Instant noodles and ramen “increase the risk of heart disease, stroke and diabetes”


How That Bowl of Noodles Could Send You to an Early Grave: Instant Flavors AND Ramen “Increase Your Risk of Heart Disease, Stroke, and Diabetes”

  • Pasta dishes increased the risk of developing it cardiometabolic syndrome
  • This in turn increases the risk of heart disease, diabetes and stroke
  • Risk of illness in those who eat pasta two or three times a week
  • Women are particularly at risk, say the US researchers

Eating instant noodles two to three times a week increased the risk of heart disease and stroke

From a cheap student staple to an expensive bowl of broth, pasta dishes are becoming increasingly popular.

But they could also cause damage to health, warns a new study.

US scientists found that people who ate noodle dishes two to three times a week – including the Japanese noodle soup dish ramen – were at increased risk of developing disease cardiometabolic syndrome.

This in turn raises a a person’s likelihood of developing heart disease and other conditions such as diabetes and stroke.

The results, published in the Journal of Nutrition, could shed new light on the risks of eating around the world, the study’s lead author said Hyun Joon Shin.

Dr. Shin, who led the study on behalf of Baylor Heart and Vascular Hospital in Texas, said instant noodles and ramen are particularly harmful to women’s health.

Because ramen consumption is relatively high among the Asian population, research has mainly focused on South Korea, which has the highest instant noodle consumption in the world.

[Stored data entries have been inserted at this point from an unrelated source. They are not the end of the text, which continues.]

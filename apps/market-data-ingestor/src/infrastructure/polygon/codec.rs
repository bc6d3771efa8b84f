//! Feed Codec
//!
//! JSON decoding for the upstream feed, split into three stages so that a
//! failure at one stage only discards what that stage covers:
//!
//! 1. `decode_frame`: one text frame into a list of untyped values
//! 2. `decode_envelope`: one value into a classified `Envelope`
//! 3. `decode_aggregate` / `decode_quote`: one payload into a raw record

use serde::Serialize;

use super::messages::{Envelope, RawEnvelope};
use crate::domain::market_data::{RawEquityAggregate, RawOptionQuote};

/// Codec errors.
#[derive(Debug, thiserror::Error)]
pub enum CodecError {
    /// JSON encoding/decoding failed.
    #[error("JSON codec error: {0}")]
    Json(#[from] serde_json::Error),

    /// Frame is neither a JSON array nor a JSON object.
    #[error("invalid frame format: {0}")]
    InvalidFormat(String),
}

/// JSON codec for the venue feed.
#[derive(Debug, Default, Clone)]
pub struct EnvelopeCodec;

impl EnvelopeCodec {
    /// Create a new codec.
    #[must_use]
    pub const fn new() -> Self {
        Self
    }

    /// Split a text frame into its envelope values.
    ///
    /// The venue sends arrays; a bare object is treated as a one-element
    /// batch. Blank frames yield an empty batch.
    ///
    /// # Errors
    ///
    /// Returns an error if the frame is not valid JSON or is a JSON scalar.
    pub fn decode_frame(&self, text: &str) -> Result<Vec<serde_json::Value>, CodecError> {
        let trimmed = text.trim();

        if trimmed.is_empty() {
            Ok(vec![])
        } else if trimmed.starts_with('[') {
            Ok(serde_json::from_str(trimmed)?)
        } else if trimmed.starts_with('{') {
            Ok(vec![serde_json::from_str(trimmed)?])
        } else {
            Err(CodecError::InvalidFormat(format!(
                "expected JSON array or object, got: {}...",
                trimmed.chars().take(50).collect::<String>()
            )))
        }
    }

    /// Classify one envelope value without touching its payload.
    ///
    /// # Errors
    ///
    /// Returns an error if the value is not an envelope object.
    pub fn decode_envelope(&self, value: serde_json::Value) -> Result<Envelope, CodecError> {
        let raw: RawEnvelope = serde_json::from_value(value)?;
        Ok(raw.into())
    }

    /// Decode an aggregate payload.
    ///
    /// # Errors
    ///
    /// Returns an error if a field is missing or has the wrong type.
    pub fn decode_aggregate(
        &self,
        data: serde_json::Value,
    ) -> Result<RawEquityAggregate, CodecError> {
        Ok(serde_json::from_value(data)?)
    }

    /// Decode an option quote payload.
    ///
    /// # Errors
    ///
    /// Returns an error if a field is missing or has the wrong type.
    pub fn decode_quote(&self, data: serde_json::Value) -> Result<RawOptionQuote, CodecError> {
        Ok(serde_json::from_value(data)?)
    }

    /// Encode a value to JSON string.
    ///
    /// # Errors
    ///
    /// Returns an error if JSON serialization fails.
    pub fn encode<T: Serialize>(&self, value: &T) -> Result<String, CodecError> {
        Ok(serde_json::to_string(value)?)
    }
}
//! Ingestor Configuration Settings
//!
//! Configuration types for the ingestor, loaded from environment variables.
//! Parsing goes through a lookup function so it can be exercised without
//! touching the process environment.

use std::time::Duration;

use crate::application::services::DEFAULT_SINK_WRITE_TIMEOUT;
use crate::infrastructure::polygon::{
    ApiKey, DEFAULT_DIAL_TIMEOUT, DEFAULT_SYNTHETIC_INTERVAL, DEFAULT_WS_URL, FeedConfig,
};

/// Symbols used when `POLYGON_SYMBOLS` is unset or names no symbol.
pub const DEFAULT_SYMBOLS: &str = "AAPL,MSFT";

/// Durable log topic used when `EVENT_LOG_TOPIC` is unset.
pub const DEFAULT_LOG_TOPIC: &str = "market-data";

/// Sink connection settings.
#[derive(Debug, Clone, PartialEq, Eq)]
pub struct SinkSettings {
    /// Redis connection string.
    pub redis_uri: String,
    /// NATS server URL.
    pub nats_url: String,
    /// Durable log topic.
    pub log_topic: String,
    /// Archive bucket.
    pub archive_bucket: String,
    /// Bound on each sink write.
    pub write_timeout: Duration,
}

/// Server port settings.
#[derive(Debug, Clone, PartialEq, Eq)]
pub struct ServerSettings {
    /// Health check and metrics HTTP port.
    pub health_port: u16,
}

impl Default for ServerSettings {
    fn default() -> Self {
        Self { health_port: 8083 }
    }
}

/// Complete ingestor configuration.
#[derive(Debug, Clone)]
pub struct IngestorConfig {
    /// Venue feed settings.
    pub feed: FeedConfig,
    /// Sink connection settings.
    pub sinks: SinkSettings,
    /// Server port settings.
    pub server: ServerSettings,
}

impl IngestorConfig {
    /// Create configuration from environment variables.
    ///
    /// # Errors
    ///
    /// Returns an error if a required variable is missing or empty, or if a
    /// numeric variable cannot be parsed.
    pub fn from_env() -> Result<Self, ConfigError> {
        Self::from_lookup(|key| std::env::var(key).ok())
    }

    /// Create configuration from an arbitrary variable lookup.
    ///
    /// # Errors
    ///
    /// See [`IngestorConfig::from_env`].
    pub fn from_lookup<F>(lookup: F) -> Result<Self, ConfigError>
    where
        F: Fn(&str) -> Option<String>,
    {
        let sinks = SinkSettings {
            redis_uri: required(&lookup, "REDIS_URI")?,
            nats_url: required(&lookup, "NATS_URL")?,
            log_topic: optional(&lookup, "EVENT_LOG_TOPIC")
                .unwrap_or_else(|| DEFAULT_LOG_TOPIC.to_string()),
            archive_bucket: required(&lookup, "S3_BUCKET")?,
            write_timeout: parse_secs(
                &lookup,
                "SINK_WRITE_TIMEOUT_SECS",
                DEFAULT_SINK_WRITE_TIMEOUT,
            )?,
        };

        let symbols = parse_symbols(&optional(&lookup, "POLYGON_SYMBOLS").unwrap_or_default());

        let feed = FeedConfig {
            url: optional(&lookup, "POLYGON_WS_URL").unwrap_or_else(|| DEFAULT_WS_URL.to_string()),
            api_key: lookup("POLYGON_API_KEY").and_then(ApiKey::new),
            symbols,
            synthetic_only: lookup("POLYGON_SYNTHETIC_ONLY").is_some_and(|v| parse_flag(&v)),
            dial_timeout: parse_secs(&lookup, "POLYGON_DIAL_TIMEOUT_SECS", DEFAULT_DIAL_TIMEOUT)?,
            synthetic_interval: parse_secs(
                &lookup,
                "POLYGON_SYNTHETIC_INTERVAL_SECS",
                DEFAULT_SYNTHETIC_INTERVAL,
            )?,
        };

        let server = ServerSettings {
            health_port: match optional(&lookup, "INGESTOR_HEALTH_PORT") {
                Some(value) => value.parse().map_err(|_| ConfigError::InvalidValue {
                    key: "INGESTOR_HEALTH_PORT".to_string(),
                    value,
                })?,
                None => ServerSettings::default().health_port,
            },
        };

        Ok(Self {
            feed,
            sinks,
            server,
        })
    }
}

/// Configuration error.
#[derive(Debug, thiserror::Error, PartialEq, Eq)]
pub enum ConfigError {
    /// Required environment variable is missing.
    #[error("missing required environment variable: {0}")]
    MissingEnvVar(String),
    /// Environment variable has empty value.
    #[error("environment variable {0} cannot be empty")]
    EmptyValue(String),
    /// Environment variable could not be parsed.
    #[error("environment variable {key} has invalid value {value:?}")]
    InvalidValue {
        /// Variable name.
        key: String,
        /// Rejected value.
        value: String,
    },
}

/// Split a comma list into trimmed, upper-cased symbols, dropping blanks.
///
/// A list that names no symbol yields [`DEFAULT_SYMBOLS`].
#[must_use]
pub fn parse_symbols(raw: &str) -> Vec<String> {
    let symbols = split_symbols(raw);
    if symbols.is_empty() {
        split_symbols(DEFAULT_SYMBOLS)
    } else {
        symbols
    }
}

fn split_symbols(raw: &str) -> Vec<String> {
    raw.split(',')
        .map(str::trim)
        .filter(|s| !s.is_empty())
        .map(str::to_uppercase)
        .collect()
}

/// Interpret a boolean flag: `1` or `true` (any case) is set.
#[must_use]
pub fn parse_flag(raw: &str) -> bool {
    let raw = raw.trim();
    raw == "1" || raw.eq_ignore_ascii_case("true")
}

fn required<F>(lookup: &F, key: &str) -> Result<String, ConfigError>
where
    F: Fn(&str) -> Option<String>,
{
    let value = lookup(key).ok_or_else(|| ConfigError::MissingEnvVar(key.to_string()))?;
    if value.trim().is_empty() {
        return Err(ConfigError::EmptyValue(key.to_string()));
    }
    Ok(value)
}

fn optional<F>(lookup: &F, key: &str) -> Option<String>
where
    F: Fn(&str) -> Option<String>,
{
    lookup(key).filter(|v| !v.trim().is_empty())
}

fn parse_secs<F>(lookup: &F, key: &str, default: Duration) -> Result<Duration, ConfigError>
where
    F: Fn(&str) -> Option<String>,
{
    let Some(value) = optional(lookup, key) else {
        return Ok(default);
    };

    match value.trim().parse::<u64>() {
        Ok(secs) if secs > 0 => Ok(Duration::from_secs(secs)),
        _ => Err(ConfigError::InvalidValue {
            key: key.to_string(),
            value,
        }),
    }
}

#[cfg(test)]
mod tests {
    use super::*;
    use std::collections::HashMap;
    use test_case::test_case;

    fn lookup_from(pairs: &[(&str, &str)]) -> impl Fn(&str) -> Option<String> {
        let vars: HashMap<String, String> = pairs
            .iter()
            .map(|(k, v)| ((*k).to_string(), (*v).to_string()))
            .collect();
        move |key| vars.get(key).cloned()
    }

    const REQUIRED: [(&str, &str); 3] = [
        ("REDIS_URI", "redis://localhost:6379/0"),
        ("NATS_URL", "nats://localhost:4222"),
        ("S3_BUCKET", "market-archive"),
    ];

    #[test]
    fn defaults_with_required_only() {
        let config = IngestorConfig::from_lookup(lookup_from(&REQUIRED)).unwrap();

        assert_eq!(config.feed.symbols, vec!["AAPL", "MSFT"]);
        assert!(config.feed.api_key.is_none());
        assert!(!config.feed.synthetic_only);
        assert_eq!(config.feed.url, DEFAULT_WS_URL);
        assert_eq!(config.feed.dial_timeout, Duration::from_secs(10));
        assert_eq!(config.feed.synthetic_interval, Duration::from_secs(5));
        assert_eq!(config.sinks.log_topic, "market-data");
        assert_eq!(config.sinks.archive_bucket, "market-archive");
        assert_eq!(config.sinks.write_timeout, Duration::from_secs(5));
        assert_eq!(config.server.health_port, 8083);
    }

    #[test_case("REDIS_URI" ; "redis")]
    #[test_case("NATS_URL" ; "nats")]
    #[test_case("S3_BUCKET" ; "bucket")]
    fn missing_required_variable(key: &str) {
        let pairs: Vec<_> = REQUIRED.iter().copied().filter(|(k, _)| *k != key).collect();
        assert_eq!(
            IngestorConfig::from_lookup(lookup_from(&pairs)).unwrap_err(),
            ConfigError::MissingEnvVar(key.to_string())
        );
    }

    #[test]
    fn empty_required_variable() {
        let mut pairs = REQUIRED.to_vec();
        pairs[1] = ("NATS_URL", "  ");
        assert_eq!(
            IngestorConfig::from_lookup(lookup_from(&pairs)).unwrap_err(),
            ConfigError::EmptyValue("NATS_URL".to_string())
        );
    }

    #[test]
    fn feed_overrides() {
        let mut pairs = REQUIRED.to_vec();
        pairs.extend([
            ("POLYGON_API_KEY", "pk_test"),
            ("POLYGON_SYMBOLS", " spy, ,qqq "),
            ("POLYGON_SYNTHETIC_ONLY", "TRUE"),
            ("POLYGON_WS_URL", "ws://127.0.0.1:9000"),
            ("POLYGON_DIAL_TIMEOUT_SECS", "2"),
            ("POLYGON_SYNTHETIC_INTERVAL_SECS", "1"),
            ("EVENT_LOG_TOPIC", "ticks"),
            ("SINK_WRITE_TIMEOUT_SECS", "3"),
            ("INGESTOR_HEALTH_PORT", "9100"),
        ]);

        let config = IngestorConfig::from_lookup(lookup_from(&pairs)).unwrap();

        assert_eq!(config.feed.api_key.as_ref().map(ApiKey::expose), Some("pk_test"));
        assert_eq!(config.feed.symbols, vec!["SPY", "QQQ"]);
        assert!(config.feed.synthetic_only);
        assert_eq!(config.feed.url, "ws://127.0.0.1:9000");
        assert_eq!(config.feed.dial_timeout, Duration::from_secs(2));
        assert_eq!(config.feed.synthetic_interval, Duration::from_secs(1));
        assert_eq!(config.sinks.log_topic, "ticks");
        assert_eq!(config.sinks.write_timeout, Duration::from_secs(3));
        assert_eq!(config.server.health_port, 9100);
    }

    #[test]
    fn empty_api_key_means_no_key() {
        let mut pairs = REQUIRED.to_vec();
        pairs.push(("POLYGON_API_KEY", ""));
        let config = IngestorConfig::from_lookup(lookup_from(&pairs)).unwrap();
        assert!(config.feed.api_key.is_none());
    }

    #[test_case("POLYGON_SYNTHETIC_INTERVAL_SECS", "0" ; "zero interval")]
    #[test_case("POLYGON_DIAL_TIMEOUT_SECS", "soon" ; "non numeric timeout")]
    #[test_case("SINK_WRITE_TIMEOUT_SECS", "0" ; "zero write timeout")]
    #[test_case("INGESTOR_HEALTH_PORT", "70000" ; "port out of range")]
    fn invalid_numeric_values(key: &str, value: &str) {
        let mut pairs = REQUIRED.to_vec();
        pairs.push((key, value));
        assert!(matches!(
            IngestorConfig::from_lookup(lookup_from(&pairs)),
            Err(ConfigError::InvalidValue { .. })
        ));
    }

    #[test_case("AAPL,MSFT", &["AAPL", "MSFT"] ; "plain list")]
    #[test_case(" aapl , msft ", &["AAPL", "MSFT"] ; "trimmed and uppercased")]
    #[test_case("spy,,", &["SPY"] ; "blanks dropped")]
    #[test_case(",", &["AAPL", "MSFT"] ; "only separators")]
    #[test_case("", &["AAPL", "MSFT"] ; "empty")]
    fn symbol_parsing(raw: &str, expected: &[&str]) {
        assert_eq!(parse_symbols(raw), expected);
    }

    #[test_case(" , " ; "separators and spaces")]
    #[test_case(",,," ; "separators only")]
    fn symbol_list_naming_nothing_uses_defaults(raw: &str) {
        let mut pairs = REQUIRED.to_vec();
        pairs.push(("POLYGON_SYMBOLS", raw));
        let config = IngestorConfig::from_lookup(lookup_from(&pairs)).unwrap();
        assert_eq!(config.feed.symbols, vec!["AAPL", "MSFT"]);
    }

    #[test_case("1", true ; "one")]
    #[test_case("true", true ; "lowercase true")]
    #[test_case("True", true ; "mixed case true")]
    #[test_case("0", false ; "zero")]
    #[test_case("yes", false ; "yes is not accepted")]
    #[test_case("", false ; "empty")]
    fn flag_parsing(raw: &str, expected: bool) {
        assert_eq!(parse_flag(raw), expected);
    }

    #[test]
    fn api_key_redacted_in_debug() {
        let mut pairs = REQUIRED.to_vec();
        pairs.push(("POLYGON_API_KEY", "pk_very_secret"));
        let config = IngestorConfig::from_lookup(lookup_from(&pairs)).unwrap();
        let debug = format!("{config:?}");
        assert!(!debug.contains("pk_very_secret"));
        assert!(debug.contains("[REDACTED]"));
    }
}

In recent years, South Koreans have seen a rapid rise in health problems, particularly heart disease, and an increasing number of overweight adults, said Dr. Shin.

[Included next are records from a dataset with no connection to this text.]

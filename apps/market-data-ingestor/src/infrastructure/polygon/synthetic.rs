//! Synthetic Generator
//!
//! Deterministic placeholder records used when the live feed is unavailable.
//! Values are fixed so downstream services see a stable, recognizable pattern;
//! only the timestamp moves.

use chrono::{DateTime, Utc};
use rust_decimal::Decimal;

use crate::domain::market_data::{RawEquityAggregate, RawOptionQuote};

/// Contract suffix appended to each symbol for synthetic option quotes.
pub const SYNTHETIC_CONTRACT_SUFFIX: &str = " 2025-01-17 150C";

/// Produces one aggregate and one quote per configured symbol.
#[derive(Debug, Clone)]
pub struct SyntheticGenerator {
    symbols: Vec<String>,
}

impl SyntheticGenerator {
    /// Create a generator for `symbols`.
    #[must_use]
    pub const fn new(symbols: Vec<String>) -> Self {
        Self { symbols }
    }

    /// Symbols this generator emits for.
    #[must_use]
    pub fn symbols(&self) -> &[String] {
        &self.symbols
    }

    /// Records for one tick, in symbol order, aggregate before quote.
    pub fn tick(
        &self,
        at: DateTime<Utc>,
    ) -> impl Iterator<Item = (RawEquityAggregate, RawOptionQuote)> + '_ {
        self.symbols
            .iter()
            .map(move |symbol| (aggregate(symbol, at), quote(symbol, at)))
    }
}

/// Placeholder aggregate for `symbol`.
#[must_use]
pub fn aggregate(symbol: &str, at: DateTime<Utc>) -> RawEquityAggregate {
    RawEquityAggregate {
        symbol: symbol.to_string(),
        open: Decimal::new(100, 0),
        high: Decimal::new(102, 0),
        low: Decimal::new(99, 0),
        close: Decimal::new(101, 0),
        volume: 1000,
        vwap: Decimal::new(1005, 1),
        timestamp: at,
    }
}

/// Placeholder option quote on a contract of `symbol`.
#[must_use]
pub fn quote(symbol: &str, at: DateTime<Utc>) -> RawOptionQuote {
    RawOptionQuote {
        symbol: format!("{symbol}{SYNTHETIC_CONTRACT_SUFFIX}"),
        bid: Decimal::new(12, 1),
        ask: Decimal::new(14, 1),
        bid_size: 10,
        ask_size: 12,
        timestamp: at,
    }
}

He decided to investigate the link between pasta consumption and poor health.

Pasta, like many processed foods, is high in salt – and a diet high in mineral nutrients can increase your risk of heart disease and stroke.

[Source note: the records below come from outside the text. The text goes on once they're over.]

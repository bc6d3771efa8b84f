//! Port Interfaces
//!
//! Defines the interfaces (ports) between the feed, the pipeline, and the
//! sinks, following the Hexagonal Architecture pattern.
//!
//! ## Driven Ports (Outbound)
//!
//! - `CacheStore`: low-latency key/value cache with TTL
//! - `EventLog`: durable, keyed append-only log
//! - `ArchiveSink`: cold-storage archive
//!
//! ## Driver Ports (Inbound)
//!
//! - `AggregateHandler` / `QuoteHandler`: callbacks the feed invokes for
//!   each decoded record

use std::future::Future;
use std::time::Duration;

use async_trait::async_trait;

use crate::domain::market_data::{RawEquityAggregate, RawOptionQuote};

// =============================================================================
// Sink Errors
// =============================================================================

/// Errors returned by sink adapters.
#[derive(Debug, thiserror::Error)]
pub enum SinkError {
    /// Record could not be serialized.
    #[error("serialization failed: {0}")]
    Serialization(#[from] serde_json::Error),

    /// Cache write failed.
    #[error("cache store failed: {0}")]
    Cache(String),

    /// Event log append failed.
    #[error("event log append failed: {0}")]
    Log(String),

    /// Archive write failed.
    #[error("archive store failed: {0}")]
    Archive(String),

    /// Sink connection could not be established.
    #[error("sink unavailable: {0}")]
    Unavailable(String),

    /// Write did not complete within the pipeline's bound.
    #[error("sink write timed out after {0:?}")]
    Timeout(Duration),
}

// =============================================================================
// Driven Ports
// =============================================================================

/// Low-latency cache holding the latest record per key.
#[cfg_attr(test, mockall::automock)]
#[async_trait]
pub trait CacheStore: Send + Sync {
    /// Store `value` under `key`, expiring after `ttl`.
    async fn store(&self, key: &str, value: &[u8], ttl: Duration) -> Result<(), SinkError>;
}

/// Durable append-only log. Records with the same key keep their order.
#[cfg_attr(test, mockall::automock)]
#[async_trait]
pub trait EventLog: Send + Sync {
    /// Append `value` with partition key `key`.
    async fn append(&self, key: &str, value: &[u8]) -> Result<(), SinkError>;
}

/// Cold-storage archive.
#[cfg_attr(test, mockall::automock)]
#[async_trait]
pub trait ArchiveSink: Send + Sync {
    /// Archive `value` under `key`.
    async fn store(&self, key: &str, value: &[u8]) -> Result<(), SinkError>;
}

// =============================================================================
// Driver Ports
// =============================================================================

/// Receives every decoded equity aggregate.
///
/// Implemented for any `Fn(RawEquityAggregate) -> impl Future<Output = ()>`.
#[async_trait]
pub trait AggregateHandler: Send + Sync {
    /// Handle one aggregate. Failures must be absorbed by the handler.
    async fn on_aggregate(&self, aggregate: RawEquityAggregate);
}

/// Receives every decoded option quote.
///
/// Implemented for any `Fn(RawOptionQuote) -> impl Future<Output = ()>`.
#[async_trait]
pub trait QuoteHandler: Send + Sync {
    /// Handle one quote. Failures must be absorbed by the handler.
    async fn on_quote(&self, quote: RawOptionQuote);
}

#[async_trait]
impl<F, Fut> AggregateHandler for F
where
    F: Fn(RawEquityAggregate) -> Fut + Send + Sync,
    Fut: Future<Output = ()> + Send + 'static,
{
    async fn on_aggregate(&self, aggregate: RawEquityAggregate) {
        self(aggregate).await;
    }
}

#[async_trait]
impl<F, Fut> QuoteHandler for F
where
    F: Fn(RawOptionQuote) -> Fut + Send + Sync,
    Fut: Future<Output = ()> + Send + 'static,
{
    async fn on_quote(&self, quote: RawOptionQuote) {
        self(quote).await;
    }
}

And earlier this year, Braden Kuo, a gastrointestinal specialist at Massachusetts General Hospital in Boston, discovered that the body was having trouble digesting dried ramen noodles.

He used a tiny camera to examine the digestive activity of instant ramen noodles compared to the digestion of fresh ones.

Many instant ramen noodles contain the chemical tertiary butyl hydroquinone (TBHQ), a food additive that is a by-product of butane and is used in the petroleum industry.

After the experiment he said: “The most striking thing about our experiment, if you look at a time interval, let’s say in an hour or two, [was that] Processed ramen noodles were less degraded than homemade ramen noodles. ‘

The results even apply to the Japanese noodle soup dish ramen - the most at risk of health problems among women

The results even apply to the Japanese noodle soup dish ramen – the most at risk of health problems among women

In the new study, Dr. Shin found that women in particular were more likely to have health problems from slurping pasta bowls.

That, he says, can beTdue to biological differences – such as sex hormones and metabolism – between men and women.


Ramen is a J.apanese noodle soup.

It consists of Chinese-style wheat noodles served in a meat or fish broth, often seasoned with soy sauce or miso, and uses toppings such as sliced ​​pork, dried seaweed, kamaboko, and spring onions.

However, it could also be because women are more likely to be more specific about what they ate each day, he adds.

Another potential factor behind the gender differences is a chemical called bisphenol A (BPA), which is used to package pasta in styrofoam containers.

Studies have shown that BPA disrupts the way hormones send messages through the body, especially estrogen, said Dr. Shin.

“This research is important because many people consume instant noodles with no knowledge of potential health risks,” he added.

“My hope is that this study can provide a basis for future research into the health effects of instant noodle consumption.”